The issue of the maximum weekly wage was nothing new and players and their advocates had, unsurprisingly, long battled against it. In the 1900/01 season, Liverpool won their first league title and their players were paid £7 per week on average. The Football League promptly introduced a maximum pay of £4 per week. By 1920 that had increased to £9 but went down to £8 shortly after, whilst even by 1953 that cap had only grown to £15 (and £13 in the close season).

Many of these changes had been opposed by players and their union but over time the cap became disproportionately low. It meant that the very best footballers in the country were only being paid around the same as many “normal” jobs. Some may feel that is not such a bad thing but it was at this time that the game was starting to get richer. The European Cup had been founded in 1955/56, whilst television was also in its early days.

Players felt something had to be done and a strike was agreed upon, scheduled to take place on 21st January 1961. Some clubs felt that abolishing the ceiling altogether was a viable option and indeed, the richer teams believed this might give them an advantage. Others, for example Jim Wilkinson at Blackburn, felt even an increase to £30 could finish off many clubs.

The Trades Union Congress got involved too, asking supporters to boycott any games that did go ahead during the strike period. Just three days before the planned action, clubs eventually agreed to remove the pay cap. However, the PFA decided to continue with the strike as they also opposed the retain-and-transfer system that allowed clubs to keep out-of-contract players against their will – and on a reduced salary to boot!

This latter issue was fought through the courts and was a forerunner of the Bosman ruling that would come decades later. There were other issues being battled at around the same time but with regards to the £20 weekly maximum, the players had won.
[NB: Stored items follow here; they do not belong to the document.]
//! Sign value object - the twelve-member cyclic domain
//!
//! Signs are fixed at compile time: each has a stable slug, a cycle
//! index in `0..12`, and exactly one opposite sign six places around
//! the cycle. The domain is closed; nothing is added at runtime.

use serde::{Deserialize, Serialize};

use crate::error::{DignityError, DignityResult};

use super::Element;

/// One of the twelve zodiac signs, in cycle order
#[derive(Debug, Clone, Copy, PartialEq, Eq, Hash, Serialize, Deserialize)]
#[serde(rename_all = "lowercase")]
pub enum Sign {
    Aries,
    Taurus,
    Gemini,
    Cancer,
    Leo,
    Virgo,
    Libra,
    Scorpio,
    Sagittarius,
    Capricorn,
    Aquarius,
    Pisces,
}

impl Sign {
    /// All twelve signs in cycle order
    pub const ALL: [Sign; 12] = [
        Sign::Aries,
        Sign::Taurus,
        Sign::Gemini,
        Sign::Cancer,
        Sign::Leo,
        Sign::Virgo,
        Sign::Libra,
        Sign::Scorpio,
        Sign::Sagittarius,
        Sign::Capricorn,
        Sign::Aquarius,
        Sign::Pisces,
    ];

    /// Position in the cycle, `0..12`
    pub fn cycle_index(&self) -> usize {
        *self as usize
    }

    /// The sign six places around the cycle
    ///
    /// Involutive and fixed-point-free: every sign has exactly one
    /// opposite, and no sign is its own opposite.
    pub fn opposite(&self) -> Sign {
        Sign::ALL[(self.cycle_index() + 6) % 12]
    }

    /// The sign's element
    ///
    /// Opposition runs along element lines: opposite signs always carry
    /// opposite elements (fire with air, earth with water).
    pub fn element(&self) -> Element {
        match self.cycle_index() % 4 {
            0 => Element::Fire,
            1 => Element::Earth,
            2 => Element::Air,
            _ => Element::Water,
        }
    }

    /// Stable lowercase key used by lookups and serialized forms
    pub fn slug(&self) -> &'static str {
        match self {
            Sign::Aries => "aries",
            Sign::Taurus => "taurus",
            Sign::Gemini => "gemini",
            Sign::Cancer => "cancer",
            Sign::Leo => "leo",
            Sign::Virgo => "virgo",
            Sign::Libra => "libra",
            Sign::Scorpio => "scorpio",
            Sign::Sagittarius => "sagittarius",
            Sign::Capricorn => "capricorn",
            Sign::Aquarius => "aquarius",
            Sign::Pisces => "pisces",
        }
    }

    /// Get a human-readable display name
    pub fn display_name(&self) -> &'static str {
        match self {
            Sign::Aries => "Aries",
            Sign::Taurus => "Taurus",
            Sign::Gemini => "Gemini",
            Sign::Cancer => "Cancer",
            Sign::Leo => "Leo",
            Sign::Virgo => "Virgo",
            Sign::Libra => "Libra",
            Sign::Scorpio => "Scorpio",
            Sign::Sagittarius => "Sagittarius",
            Sign::Capricorn => "Capricorn",
            Sign::Aquarius => "Aquarius",
            Sign::Pisces => "Pisces",
        }
    }

    /// Inverse of [`Sign::slug`]
    pub fn from_slug(slug: &str) -> Option<Sign> {
        Sign::ALL.iter().copied().find(|sign| sign.slug() == slug)
    }
}

impl std::fmt::Display for Sign {
    fn fmt(&self, f: &mut std::fmt::Formatter<'_>) -> std::fmt::Result {
        write!(f, "{}", self.display_name())
    }
}

/// Resolve a sign slug to its display name
///
/// Convenience for consumers that hold only the slug; fails with
/// [`DignityError::UnknownSign`] for anything outside the twelve-sign
/// domain.
pub fn resolve_sign_name(slug: &str) -> DignityResult<&'static str> {
    Sign::from_slug(slug)
        .map(|sign| sign.display_name())
        .ok_or_else(|| DignityError::UnknownSign {
            slug: slug.to_string(),
        })
}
The maximum wage was removed with immediate effect.

Johnny Haynes was the right man at the right time and instantly saw his pay jump to £100 per week. In 1961 he was arguably the best player in the country (this was the year he would go on to finish third in the Ballon d’Or). Moreover, he was at a relatively wealthy club and one that was very much at the heart of the move to ditch the maximum wage. So, Johnny Haynes was the first £100 a week footballer!